If an adversary has infiltrated the server, however, he or she can see which users are accessing which memory addresses. If Charlie’s message is routed to one address, but both Alice’s and Bob’s messages are routed to another, the adversary, again, knows who’s been talking.
So instead of using a single server, Vuvuzela uses three. Corresponding to the three servers, every message sent through the system is wrapped in three layers of encryption. The first server peels off the first layer of encryption before passing messages on to the second server. But it also randomly permutes their order. So if, for example, Alice’s message arrived at the first server before Bob’s, and Bob’s arrived before Charlie’s, the first server will pass them to the second in the order Bob, Alice, Charlie, or Charlie, Bob, Alice, or the like.

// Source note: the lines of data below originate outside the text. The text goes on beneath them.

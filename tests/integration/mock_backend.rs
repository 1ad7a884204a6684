//! Mock collaborators for integration testing.
//!
//! Deterministic in-memory implementations of the account handle, the
//! platform backend, the matching directory, and the confirmation handler.
//! All state is controllable and inspectable from test code.

use anyhow::{anyhow, Result};
use async_trait::async_trait;
use std::collections::{HashMap, HashSet};
use std::sync::atomic::{AtomicU32, AtomicU64, Ordering};
use std::sync::Mutex;

use swapfarm::account::{AccountHandle, Confirmer};
use swapfarm::matcher::directory::{Announcement, DirectoryStatus, MatchingDirectory};
use swapfarm::matcher::PlatformBackend;
use swapfarm::types::{
    Asset, AssetRarity, AssetType, ListedUser, SteamId, TradingPreferences, COMMUNITY_APP_ID,
    COMMUNITY_CONTEXT_ID,
};
use swapfarm::web::inventory::InventoryFilter;
use swapfarm::web::trades::TradeOfferResult;

pub const OUR_ID: SteamId = 76_561_198_000_000_042;

// ---------------------------------------------------------------------------
// Asset helpers
// ---------------------------------------------------------------------------

pub fn card(asset_id: u64, class_id: u64, real_app_id: u32) -> Asset {
    Asset {
        asset_id,
        class_id,
        app_id: COMMUNITY_APP_ID,
        context_id: COMMUNITY_CONTEXT_ID,
        amount: 1,
        real_app_id,
        asset_type: AssetType::TradingCard,
        rarity: AssetRarity::Common,
        marketable: true,
        tradable: true,
    }
}

pub fn emoticon(asset_id: u64, class_id: u64, real_app_id: u32) -> Asset {
    Asset {
        asset_type: AssetType::Emoticon,
        ..card(asset_id, class_id, real_app_id)
    }
}

pub fn listed_user(steam_id: SteamId, games: u16, items: u16) -> ListedUser {
    ListedUser {
        steam_id,
        trade_token: "token".to_string(),
        games_count: games,
        items_count: items,
        matchable_backgrounds: true,
        matchable_cards: true,
        matchable_emoticons: true,
        matchable_foil_cards: true,
        match_everything: true,
    }
}

// ---------------------------------------------------------------------------
// Account
// ---------------------------------------------------------------------------

pub struct MockAccount {
    pub steam_id: SteamId,
    pub connected: bool,
    pub mobile_authenticator: bool,
    pub limited: bool,
    pub preferences: TradingPreferences,
    pub matchable_types: HashSet<AssetType>,
    pub blacklist: HashSet<SteamId>,
    pub trade_token: Option<String>,
    pub persona_requests: AtomicU32,
}

impl MockAccount {
    /// An account that passes every eligibility gate.
    pub fn eligible() -> Self {
        Self {
            steam_id: OUR_ID,
            connected: true,
            mobile_authenticator: true,
            limited: false,
            preferences: TradingPreferences {
                steam_trade_matcher: true,
                match_actively: true,
                match_everything: false,
            },
            matchable_types: [AssetType::TradingCard, AssetType::Emoticon]
                .into_iter()
                .collect(),
            blacklist: HashSet::new(),
            trade_token: Some("ourtoken".to_string()),
            persona_requests: AtomicU32::new(0),
        }
    }
}

#[async_trait]
impl AccountHandle for MockAccount {
    fn steam_id(&self) -> SteamId {
        self.steam_id
    }

    fn is_connected(&self) -> bool {
        self.connected
    }

    fn has_mobile_authenticator(&self) -> bool {
        self.mobile_authenticator
    }

    fn is_limited(&self) -> bool {
        self.limited
    }

    fn trading_preferences(&self) -> TradingPreferences {
        self.preferences
    }

    fn matchable_types(&self) -> HashSet<AssetType> {
        self.matchable_types.clone()
    }

    fn is_blacklisted(&self, steam_id: SteamId) -> bool {
        self.blacklist.contains(&steam_id)
    }

    async fn renegotiate_session(&self) -> Result<bool> {
        Ok(true)
    }

    async fn trade_token(&self) -> Result<Option<String>> {
        Ok(self.trade_token.clone())
    }

    async fn request_persona_state(&self) -> Result<()> {
        self.persona_requests.fetch_add(1, Ordering::SeqCst);
        Ok(())
    }
}

// ---------------------------------------------------------------------------
// Platform backend
// ---------------------------------------------------------------------------

#[derive(Clone)]
pub struct RecordedTrade {
    pub partner: SteamId,
    pub give: Vec<Asset>,
    pub receive: Vec<Asset>,
    pub trade_token: Option<String>,
}

pub struct MockBackend {
    pub inventories: Mutex<HashMap<SteamId, Vec<Asset>>>,
    pub api_key: Mutex<(bool, Option<String>)>,
    pub private_profiles: Mutex<HashSet<SteamId>>,
    /// If set, all profile checks return this error.
    pub profile_error: Mutex<bool>,
    /// If set, all inventory fetches return an error.
    pub inventory_error: Mutex<bool>,
    /// If set, trade submissions fail.
    pub trade_error: Mutex<bool>,
    /// Whether dispatched trades actually move items between inventories.
    pub apply_trades: bool,
    pub needs_confirmation: bool,
    pub trades: Mutex<Vec<RecordedTrade>>,
    next_offer_id: AtomicU64,
}

impl MockBackend {
    pub fn new(apply_trades: bool) -> Self {
        Self {
            inventories: Mutex::new(HashMap::new()),
            api_key: Mutex::new((true, Some("APIKEY1234".to_string()))),
            private_profiles: Mutex::new(HashSet::new()),
            profile_error: Mutex::new(false),
            inventory_error: Mutex::new(false),
            trade_error: Mutex::new(false),
            apply_trades,
            needs_confirmation: false,
            trades: Mutex::new(Vec::new()),
            next_offer_id: AtomicU64::new(9_000_000_001),
        }
    }

    pub fn set_inventory(&self, steam_id: SteamId, assets: Vec<Asset>) {
        self.inventories.lock().unwrap().insert(steam_id, assets);
    }

    pub fn trades(&self) -> Vec<RecordedTrade> {
        self.trades.lock().unwrap().clone()
    }
}

#[async_trait]
impl PlatformBackend for MockBackend {
    async fn api_key(&self) -> (bool, Option<String>) {
        self.api_key.lock().unwrap().clone()
    }

    async fn has_public_inventory(&self, steam_id: SteamId) -> Result<bool> {
        if *self.profile_error.lock().unwrap() {
            return Err(anyhow!("profile check transport failure"));
        }
        Ok(!self.private_profiles.lock().unwrap().contains(&steam_id))
    }

    async fn fetch_inventory(
        &self,
        steam_id: SteamId,
        filter: &InventoryFilter,
    ) -> Result<Vec<Asset>> {
        if *self.inventory_error.lock().unwrap() {
            return Err(anyhow!("inventory transport failure"));
        }
        let inventories = self.inventories.lock().unwrap();
        let assets = inventories.get(&steam_id).cloned().unwrap_or_default();
        Ok(assets.into_iter().filter(|a| filter.accepts(a)).collect())
    }

    async fn send_trade_offer(
        &self,
        partner: SteamId,
        items_to_give: &[Asset],
        items_to_receive: &[Asset],
        trade_token: Option<&str>,
    ) -> Result<TradeOfferResult> {
        if *self.trade_error.lock().unwrap() {
            return Err(anyhow!("trade submission failure"));
        }

        self.trades.lock().unwrap().push(RecordedTrade {
            partner,
            give: items_to_give.to_vec(),
            receive: items_to_receive.to_vec(),
            trade_token: trade_token.map(str::to_string),
        });

        if self.apply_trades {
            let mut inventories = self.inventories.lock().unwrap();
            let give_ids: HashSet<u64> =
                items_to_give.iter().map(|a| a.asset_id).collect();
            let receive_ids: HashSet<u64> =
                items_to_receive.iter().map(|a| a.asset_id).collect();

            let mut moved_out = Vec::new();
            if let Some(ours) = inventories.get_mut(&OUR_ID) {
                ours.retain(|a| {
                    if give_ids.contains(&a.asset_id) {
                        moved_out.push(a.clone());
                        false
                    } else {
                        true
                    }
                });
            }
            let mut moved_in = Vec::new();
            if let Some(theirs) = inventories.get_mut(&partner) {
                theirs.retain(|a| {
                    if receive_ids.contains(&a.asset_id) {
                        moved_in.push(a.clone());
                        false
                    } else {
                        true
                    }
                });
                theirs.extend(moved_out);
            }
            inventories.entry(OUR_ID).or_default().extend(moved_in);
        }

        Ok(TradeOfferResult {
            requires_mobile_confirmation: self.needs_confirmation,
            trade_offer_ids: vec![self.next_offer_id.fetch_add(1, Ordering::SeqCst)],
        })
    }

    async fn join_group(&self, _group_id: u64) -> Result<()> {
        Ok(())
    }
}

// ---------------------------------------------------------------------------
// Directory
// ---------------------------------------------------------------------------

#[derive(Debug, Clone, Copy, PartialEq, Eq)]
pub enum ForcedOutcome {
    Success,
    ClientError(u16),
    NetworkError,
}

pub struct MockDirectory {
    pub listing: Mutex<Vec<ListedUser>>,
    pub announce_outcome: Mutex<ForcedOutcome>,
    pub heartbeat_outcome: Mutex<ForcedOutcome>,
    pub announcements: Mutex<Vec<Announcement>>,
    pub heartbeats: AtomicU32,
    pub listings_served: AtomicU32,
    /// Artificial latency for the bot listing, for concurrency tests.
    pub list_delay: Mutex<Option<std::time::Duration>>,
}

impl MockDirectory {
    pub fn new(listing: Vec<ListedUser>) -> Self {
        Self {
            listing: Mutex::new(listing),
            announce_outcome: Mutex::new(ForcedOutcome::Success),
            heartbeat_outcome: Mutex::new(ForcedOutcome::Success),
            announcements: Mutex::new(Vec::new()),
            heartbeats: AtomicU32::new(0),
            listings_served: AtomicU32::new(0),
            list_delay: Mutex::new(None),
        }
    }

    fn resolve(outcome: ForcedOutcome) -> Result<DirectoryStatus> {
        match outcome {
            ForcedOutcome::Success => Ok(DirectoryStatus::Success),
            ForcedOutcome::ClientError(status) => Ok(DirectoryStatus::ClientError(status)),
            ForcedOutcome::NetworkError => Err(anyhow!("directory unreachable")),
        }
    }
}

#[async_trait]
impl MatchingDirectory for MockDirectory {
    async fn announce(&self, announcement: &Announcement) -> Result<DirectoryStatus> {
        let outcome = *self.announce_outcome.lock().unwrap();
        if outcome != ForcedOutcome::NetworkError {
            self.announcements.lock().unwrap().push(announcement.clone());
        }
        Self::resolve(outcome)
    }

    async fn heart_beat(&self, _guid: &str, _steam_id: SteamId) -> Result<DirectoryStatus> {
        let outcome = *self.heartbeat_outcome.lock().unwrap();
        if outcome != ForcedOutcome::NetworkError {
            self.heartbeats.fetch_add(1, Ordering::SeqCst);
        }
        Self::resolve(outcome)
    }

    async fn list_bots(&self) -> Result<Vec<ListedUser>> {
        let delay = *self.list_delay.lock().unwrap();
        if let Some(delay) = delay {
            tokio::time::sleep(delay).await;
        }
        self.listings_served.fetch_add(1, Ordering::SeqCst);
        Ok(self.listing.lock().unwrap().clone())
    }
}

// ---------------------------------------------------------------------------
// Confirmer
// ---------------------------------------------------------------------------

#[derive(Default)]
pub struct MockConfirmer {
    pub confirmed: Mutex<Vec<u64>>,
}

#[async_trait]
impl Confirmer for MockConfirmer {
    async fn accept_confirmations(&self, trade_offer_ids: &[u64]) -> Result<()> {
        self.confirmed.lock().unwrap().extend_from_slice(trade_offer_ids);
        Ok(())
    }
}
//! swapfarm — farming automation client for duplicate item matching.
//!
//! Library crate exposing all modules for the embedding account manager
//! and for integration tests.

pub mod account;
pub mod cache;
pub mod config;
pub mod context;
pub mod logging;
pub mod matcher;
pub mod types;
pub mod web;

The second server peels off the second layer of encryption and permutes the message order yet again. Only the third server sees which messages are bound for which memory addresses. But even if it’s been infiltrated, and even if the adversary observed the order in which the messages arrived at the first server, he or she can’t tell whose message ended up where.
The adversary does, however, know that two users whose messages reached the first server within some window of time have been talking. And even that is more information than Vuvuzela’s designers want to give away.
Here’s where the noise comes in: When the first server passes on the messages it’s received, it also manufactures a slew of dummy messages, with their own encrypted destinations. The second server does the same. So statistically, it’s almost impossible for the adversary to determine even whether any of the messages arriving within the same time window ended up at the same destination.
Those statistical guarantees hold even if two of the three servers are infiltrated. As long as one of them remains uncompromised, the system works.
In recent years, one of the most interesting developments in cryptography has been the theory of differential privacy, which attempts to formalize intuitions about protecting the privacy of people whose data features in large, supposedly anonymized, data sets.